• Problem statement: All of the lines below should be copied word for word.

•••

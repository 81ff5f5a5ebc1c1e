use async_trait::async_trait;
use sqlx::{PgPool, Postgres, Transaction};

use crate::{
    engine::{sql, Engine},
    error::{Result, StoreError},
    record::{MigrationRecord, RecordList, RecordPatch, RecordQuery, WriteRecord},
    schema::{self, Dialect},
    store::Store,
    DEFAULT_TABLE_NAME,
};

pub type PgStore = Store<Pg>;

impl PgStore {
    pub fn new(pool: &PgPool) -> Self {
        Store(Pg {
            pool: pool.clone(),
            table: DEFAULT_TABLE_NAME.to_owned(),
        })
    }
}

#[derive(Debug, Clone)]
pub struct Pg {
    pool: PgPool,
    table: String,
}

impl Pg {
    pub fn table(&self) -> &str {
        &self.table
    }
}

#[async_trait]
impl Engine for Pg {
    type Transaction = Transaction<'static, Postgres>;

    async fn setup(&self) -> Result<()> {
        sqlx::query(&schema::create_table(&self.table, Dialect::Postgres))
            .execute(&self.pool)
            .await?;

        sqlx::query(&schema::create_status_index(&self.table))
            .execute(&self.pool)
            .await?;

        Ok(())
    }

    fn set_table_name(&mut self, name: &str) -> Result<()> {
        schema::validate_table_name(name)?;
        self.table = name.to_owned();

        Ok(())
    }

    async fn begin(&self) -> Result<Self::Transaction> {
        Ok(self.pool.begin().await?)
    }

    async fn commit(&self, tx: Self::Transaction) -> Result<()> {
        tx.commit().await?;

        Ok(())
    }

    async fn rollback(&self, tx: Self::Transaction) -> Result<()> {
        tx.rollback().await?;

        Ok(())
    }

    async fn create(
        &self,
        record: WriteRecord,
        tx: Option<&mut Self::Transaction>,
    ) -> Result<MigrationRecord> {
        let table = &self.table;
        let record = record.to_record();

        // A conflicting insert returns no row instead of aborting the
        // surrounding transaction.
        let statement = format!(
            r#"
            INSERT INTO {table} ({})
            VALUES ($1, $2, $3, $4, $5, $6, $7, $8)
            ON CONFLICT (name) DO NOTHING
            RETURNING {}
            "#,
            sql::COLUMNS,
            sql::COLUMNS
        );

        let query = sqlx::query_as::<_, sql::RecordRow>(&statement)
            .bind(record.id)
            .bind(record.name.to_owned())
            .bind(record.status.as_str())
            .bind(record.started_at)
            .bind(record.executed_at)
            .bind(record.failed_at)
            .bind(record.created_at)
            .bind(record.updated_at);

        let row = match tx {
            Some(tx) => query.fetch_optional(&mut **tx).await,
            _ => query.fetch_optional(&self.pool).await,
        }
        .map_err(|err| sql::claim_error(err, &record.name))?;

        match row {
            Some(row) => row.try_into(),
            _ => Err(StoreError::UniqueViolation(record.name)),
        }
    }

    async fn get(
        &self,
        name: &'_ str,
        tx: Option<&mut Self::Transaction>,
    ) -> Result<Option<MigrationRecord>> {
        let mut builder = sql::select::<Postgres>(&self.table, &RecordQuery::new().name(name));
        let query = builder.build_query_as::<sql::RecordRow>();

        let row = match tx {
            Some(tx) => query.fetch_optional(&mut **tx).await?,
            _ => query.fetch_optional(&self.pool).await?,
        };

        row.map(MigrationRecord::try_from).transpose()
    }

    async fn list(&self, query: RecordQuery) -> Result<RecordList> {
        let rows = sql::select::<Postgres>(&self.table, &query)
            .build_query_as::<sql::RecordRow>()
            .fetch_all(&self.pool)
            .await?;

        sql::into_list(rows)
    }

    async fn update(
        &self,
        name: &'_ str,
        patch: RecordPatch,
        tx: Option<&mut Self::Transaction>,
    ) -> Result<MigrationRecord> {
        let mut builder = sql::update::<Postgres>(&self.table, name, &patch);
        let query = builder.build_query_as::<sql::RecordRow>();

        let row = match tx {
            Some(tx) => query.fetch_optional(&mut **tx).await?,
            _ => query.fetch_optional(&self.pool).await?,
        };

        match row {
            Some(row) => row.try_into(),
            _ => Err(StoreError::NotFound(name.to_owned())),
        }
    }

    async fn delete(&self, query: RecordQuery, tx: Option<&mut Self::Transaction>) -> Result<u64> {
        let mut builder = sql::delete::<Postgres>(&self.table, &query);
        let query = builder.build();

        let result = match tx {
            Some(tx) => query.execute(&mut **tx).await?,
            _ => query.execute(&self.pool).await?,
        };

        Ok(result.rows_affected())
    }
}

•••

• Answer to this task:
repository 81ff5f5a5ebc1c1e
use async_trait::async_trait;
use sqlx::{PgPool, Postgres, Transaction};

use crate::{
    engine::{sql, Engine},
    error::{Result, StoreError},
    record::{MigrationRecord, RecordList, RecordPatch, RecordQuery, WriteRecord},
    schema::{self, Dialect},
    store::Store,
    DEFAULT_TABLE_NAME,
};

pub type PgStore = Store<Pg>;

impl PgStore {
    pub fn new(pool: &PgPool) -> Self {
        Store(Pg {
            pool: pool.clone(),
            table: DEFAULT_TABLE_NAME.to_owned(),
        })
    }
}

#[derive(Debug, Clone)]
pub struct Pg {
    pool: PgPool,
    table: String,
}

impl Pg {
    pub fn table(&self) -> &str {
        &self.table
    }
}

#[async_trait]
impl Engine for Pg {
    type Transaction = Transaction<'static, Postgres>;

    async fn setup(&self) -> Result<()> {
        sqlx::query(&schema::create_table(&self.table, Dialect::Postgres))
            .execute(&self.pool)
            .await?;

        sqlx::query(&schema::create_status_index(&self.table))
            .execute(&self.pool)
            .await?;

        Ok(())
    }

    fn set_table_name(&mut self, name: &str) -> Result<()> {
        schema::validate_table_name(name)?;
        self.table = name.to_owned();

        Ok(())
    }

    async fn begin(&self) -> Result<Self::Transaction> {
        Ok(self.pool.begin().await?)
    }

    async fn commit(&self, tx: Self::Transaction) -> Result<()> {
        tx.commit().await?;

        Ok(())
    }

    async fn rollback(&self, tx: Self::Transaction) -> Result<()> {
        tx.rollback().await?;

        Ok(())
    }

    async fn create(
        &self,
        record: WriteRecord,
        tx: Option<&mut Self::Transaction>,
    ) -> Result<MigrationRecord> {
        let table = &self.table;
        let record = record.to_record();

        // A conflicting insert returns no row instead of aborting the
        // surrounding transaction.
        let statement = format!(
            r#"
            INSERT INTO {table} ({})
            VALUES ($1, $2, $3, $4, $5, $6, $7, $8)
            ON CONFLICT (name) DO NOTHING
            RETURNING {}
            "#,
            sql::COLUMNS,
            sql::COLUMNS
        );

        let query = sqlx::query_as::<_, sql::RecordRow>(&statement)
            .bind(record.id)
            .bind(record.name.to_owned())
            .bind(record.status.as_str())
            .bind(record.started_at)
            .bind(record.executed_at)
            .bind(record.failed_at)
            .bind(record.created_at)
            .bind(record.updated_at);

        let row = match tx {
            Some(tx) => query.fetch_optional(&mut **tx).await,
            _ => query.fetch_optional(&self.pool).await,
        }
        .map_err(|err| sql::claim_error(err, &record.name))?;

        match row {
            Some(row) => row.try_into(),
            _ => Err(StoreError::UniqueViolation(record.name)),
        }
    }

    async fn get(
        &self,
        name: &'_ str,
        tx: Option<&mut Self::Transaction>,
    ) -> Result<Option<MigrationRecord>> {
        let mut builder = sql::select::<Postgres>(&self.table, &RecordQuery::new().name(name));
        let query = builder.build_query_as::<sql::RecordRow>();

        let row = match tx {
            Some(tx) => query.fetch_optional(&mut **tx).await?,
            _ => query.fetch_optional(&self.pool).await?,
        };

        row.map(MigrationRecord::try_from).transpose()
    }

    async fn list(&self, query: RecordQuery) -> Result<RecordList> {
        let rows = sql::select::<Postgres>(&self.table, &query)
            .build_query_as::<sql::RecordRow>()
            .fetch_all(&self.pool)
            .await?;

        sql::into_list(rows)
    }

    async fn update(
        &self,
        name: &'_ str,
        patch: RecordPatch,
        tx: Option<&mut Self::Transaction>,
    ) -> Result<MigrationRecord> {
        let mut builder = sql::update::<Postgres>(&self.table, name, &patch);
        let query = builder.build_query_as::<sql::RecordRow>();

        let row = match tx {
            Some(tx) => query.fetch_optional(&mut **tx).await?,
            _ => query.fetch_optional(&self.pool).await?,
        };

        match row {
            Some(row) => row.try_into(),
            _ => Err(StoreError::NotFound(name.to_owned())),
        }
    }

    async fn delete(&self, query: RecordQuery, tx: Option<&mut Self::Transaction>) -> Result<u64> {
        let mut builder = sql::delete::<Postgres>(&self.table, &query);
        let query = builder.build();

        let result = match tx {
            Some(tx) => query.execute(&mut **tx).await?,
            _ => query.execute(&self.pool).await?,
        };

        Ok(result.rows_affected())
    }
}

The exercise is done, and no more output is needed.